In “A Grief Observed,” C.S. Lewis wrote about the searing pain he experienced when his wife, Joy, died of cancer. He compared his grief to the agony someone experiences upon losing a leg. Even if you get an artificial limb, the pain and the shock—and the loss—will be with you forever.
“Bathing, dressing, sitting down and getting up again, even lying in bed, will all be different,” he wrote. “At present I am learning to get about on crutches. Perhaps I shall presently be given a wooden leg. But I shall never be a biped again.”
This is totally true for me, since not a day goes by that I don’t recall what it was like to be a biped. When someone is so deeply embedded in your heart, you never quite breathe the same once they’re gone.
Still, the agony of the early years has dissipated, when at times my grief was so unbearable that suicide crossed my mind. Anything, you see, to stop the pain. But the possibility that I might miss seeing my beloved husband again stopped me.
God gave me so many graces as I struggled to adjust. I began going to daily Mass, where offering up my Communion for my husband helped me feel close to him. I also relied heavily on a grief counselor, plus a priest who had long ago befriended my husband and myself.

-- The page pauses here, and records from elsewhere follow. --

//! Generation pipeline
//!
//! One run drives every selected generator item through its data-source
//! adapter and the three templates, then writes the resulting files. At
//! most one run executes at a time per [`PipelineState`]; a request made
//! while a run is in progress is dropped, not queued.

use std::cell::RefCell;
use std::path::PathBuf;
use std::rc::Rc;
use std::sync::atomic::{AtomicBool, Ordering};
use std::sync::Arc;
use std::time::Instant;

use constgen_storage::{GeneratorItem, LoadedSettings, TemplatePaths};
use tokio::task::JoinHandle;
use tracing::{debug, error, info, warn};

use crate::adapters::{AdapterContext, AdapterRegistry, DataSourceAdapter};
use crate::error::{GenerationError, GenerationResult};
use crate::output_writer::{FileWriteResult, GeneratedFile, OutputWriter, OutputWriterConfig};
use crate::report::{ItemOutcome, ItemReport, MissingMarker, RunOutcome, RunReport};
use crate::templates::{BlockBuilder, NameTokens, TemplateCache, TemplateKind};

/// Inputs shared by every run of a pipeline
#[derive(Debug, Clone)]
pub struct PipelineConfig {
    /// Root all item output and source paths are relative to
    pub data_root: PathBuf,
    /// Template identifiers
    pub templates: TemplatePaths,
    /// Directory relative template identifiers resolve against
    pub template_base_dir: PathBuf,
    /// Extension of generated files, without the dot
    pub output_extension: String,
    pub dry_run: bool,
}

impl PipelineConfig {
    pub fn from_settings(loaded: &LoadedSettings) -> Self {
        Self {
            data_root: loaded.data_root(),
            templates: loaded.settings.templates.clone(),
            template_base_dir: loaded.base_dir.clone(),
            output_extension: loaded.settings.output_extension.clone(),
            dry_run: false,
        }
    }

    pub fn with_dry_run(mut self, dry_run: bool) -> Self {
        self.dry_run = dry_run;
        self
    }

    /// Destination of the file produced from `kind` for `item`
    pub fn output_path(&self, item: &GeneratorItem, kind: TemplateKind) -> PathBuf {
        let (dir, class_name) = match kind {
            TemplateKind::Runtime => (&item.output_path, &item.class_name_keys),
            TemplateKind::List => (&item.output_editor_path, &item.class_name_list),
            TemplateKind::Lookup => (&item.output_editor_path, &item.class_name_lookup),
        };
        self.data_root
            .join(dir)
            .join(format!("{}.{}", class_name, self.output_extension))
    }
}

/// Receives a notification once after every completed run
pub trait RefreshNotifier: Send + Sync {
    fn refresh(&self, report: &RunReport);
}

/// Ignores refresh notifications
#[derive(Debug, Clone, Copy, Default)]
pub struct NoopRefresh;

impl RefreshNotifier for NoopRefresh {
    fn refresh(&self, _report: &RunReport) {}
}

/// Logs a one-line run summary
#[derive(Debug, Clone, Copy, Default)]
pub struct LogRefresh;

impl RefreshNotifier for LogRefresh {
    fn refresh(&self, report: &RunReport) {
        info!(
            items = report.items.len(),
            files_written = report.files_written(),
            failures = report.failures().count(),
            missing_markers = report.missing_markers.len(),
            elapsed_ms = report.duration.as_millis() as u64,
            "Generation run finished"
        );
    }
}

/// In-progress flag shared by every handle of a pipeline
#[derive(Debug, Default)]
pub struct PipelineState {
    generating: AtomicBool,
}

impl PipelineState {
    pub fn new() -> Self {
        Self::default()
    }

    pub fn is_generating(&self) -> bool {
        self.generating.load(Ordering::Acquire)
    }

    /// Enter the generating state, or `None` if a run is already in progress
    pub fn try_begin(self: &Arc<Self>) -> Option<GeneratingGuard> {
        self.generating
            .compare_exchange(false, true, Ordering::AcqRel, Ordering::Acquire)
            .ok()
            .map(|_| GeneratingGuard {
                state: Arc::clone(self),
            })
    }
}

/// Returns the pipeline to idle when dropped, including on panic
#[derive(Debug)]
pub struct GeneratingGuard {
    state: Arc<PipelineState>,
}

impl Drop for GeneratingGuard {
    fn drop(&mut self) {
        self.state.generating.store(false, Ordering::Release);
    }
}

/// Orchestrates generation runs
#[derive(Clone)]
pub struct GenerationPipeline {
    config: Arc<PipelineConfig>,
    registry: Arc<AdapterRegistry>,
    state: Arc<PipelineState>,
    refresh: Arc<dyn RefreshNotifier>,
}

impl GenerationPipeline {
    pub fn new(config: PipelineConfig, registry: AdapterRegistry) -> Self {
        Self {
            config: Arc::new(config),
            registry: Arc::new(registry),
            state: Arc::new(PipelineState::new()),
            refresh: Arc::new(NoopRefresh),
        }
    }

    pub fn with_refresh(mut self, refresh: Arc<dyn RefreshNotifier>) -> Self {
        self.refresh = refresh;
        self
    }

    /// Share an in-progress flag with other pipelines
    pub fn with_state(mut self, state: Arc<PipelineState>) -> Self {
        self.state = state;
        self
    }

    pub fn config(&self) -> &PipelineConfig {
        &self.config
    }

    pub fn registry(&self) -> &AdapterRegistry {
        &self.registry
    }

    pub fn state(&self) -> &Arc<PipelineState> {
        &self.state
    }

    pub fn is_generating(&self) -> bool {
        self.state.is_generating()
    }

    /// Start a run on the blocking pool without waiting for it
    ///
    /// Returns `None` when a run is already in progress. Must be called
    /// from within a Tokio runtime.
    pub fn trigger(
        &self,
        items: Vec<GeneratorItem>,
        filter: Option<Vec<String>>,
    ) -> Option<JoinHandle<RunOutcome>> {
        let Some(guard) = self.state.try_begin() else {
            debug!("Generation already in progress, dropping trigger");
            return None;
        };

        let pipeline = self.clone();
        Some(tokio::task::spawn_blocking(move || {
            let report = pipeline.execute(&items, filter.as_deref());
            drop(guard);
            pipeline.refresh.refresh(&report);
            RunOutcome::Completed(report)
        }))
    }

    /// Run and wait for completion
    pub async fn run(
        &self,
        items: Vec<GeneratorItem>,
        filter: Option<Vec<String>>,
    ) -> GenerationResult<RunOutcome> {
        match self.trigger(items, filter) {
            Some(handle) => handle
                .await
                .map_err(|e| GenerationError::Worker(e.to_string())),
            None => Ok(RunOutcome::Skipped),
        }
    }

    /// Run on the calling thread
    pub fn run_blocking(&self, items: &[GeneratorItem], filter: Option<&[String]>) -> RunOutcome {
        let Some(guard) = self.state.try_begin() else {
            debug!("Generation already in progress, dropping run");
            return RunOutcome::Skipped;
        };

        let report = self.execute(items, filter);
        drop(guard);
        self.refresh.refresh(&report);
        RunOutcome::Completed(report)
    }

    fn execute(&self, items: &[GeneratorItem], filter: Option<&[String]>) -> RunReport {
        let started = Instant::now();
        let mut run = RunState::new(&self.config);
        let mut report = RunReport {
            dry_run: self.config.dry_run,
            ..Default::default()
        };

        info!(items = items.len(), filtered = filter.is_some(), "Starting generation run");

        for (index, item) in items.iter().enumerate() {
            if !item.is_selected(filter) {
                continue;
            }

            let Some(adapter) = self.registry.get(&item.logic_id) else {
                warn!(logic_id = %item.logic_id, "No adapter registered, skipping item");
                report.items.push(ItemReport {
                    index,
                    logic_id: item.logic_id.clone(),
                    entries: 0,
                    outcome: ItemOutcome::Skipped {
                        reason: GenerationError::UnknownLogicId(item.logic_id.clone()).to_string(),
                    },
                });
                continue;
            };

            let (entries, outcome) = match run.generate_item(item, adapter.as_ref()) {
                Ok(generated) => {
                    report.missing_markers.extend(generated.missing_markers);
                    (generated.entries, ItemOutcome::Written { files: generated.files })
                }
                Err(e) => {
                    error!(logic_id = %item.logic_id, error = %e, "Generation failed for item");
                    (0, ItemOutcome::Failed { error: e })
                }
            };

            report.items.push(ItemReport {
                index,
                logic_id: item.logic_id.clone(),
                entries,
                outcome,
            });
        }

        report.duration = started.elapsed();
        report
    }
}

/// Products of one successfully generated item
struct GeneratedItem {
    entries: usize,
    files: Vec<FileWriteResult>,
    missing_markers: Vec<MissingMarker>,
}

/// Working state of one run
struct RunState<'c> {
    config: &'c PipelineConfig,
    templates: TemplateCache,
    writer: OutputWriter,
}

Accepting widowhood as a cross has revealed the intimate connection between discipleship and suffering. Jesus said, “Whoever wishes to come after me must deny himself, take up his cross, and follow me.” As we reflect on the names of the dead—the child, the spouse, the parent—we may realize they’ve become part of the wood of our cross.
Loneliness can be excruciating at times, but it can draw us closer to Jesus. “Could you not watch one hour with me?” he asked his friends. He needed their consolation as he faced death, but they left him all alone.
My husband is still with me in ways I can’t possibly understand. I dream about him nearly every night with plots that repeat over and over. Usually I’m trying to call him, but the phone breaks or it’s the wrong number. Every so often, I hit the jackpot and we are suddenly together again. In some dreams I’m trying to tell him he’s dead, but the message seems ludicrous, because he’s so clearly alive.
On All Souls’ Day, I’ll remember the words from the Book of Wisdom: “The souls of the just are in the hand of God, and no torment shall touch them.” I haven’t lost my husband, not really. You see, in a mysterious way, he’s helping me bear the weight of the cross. We’re still connected through prayers, Communion and dreams—and for now, that has to be enough.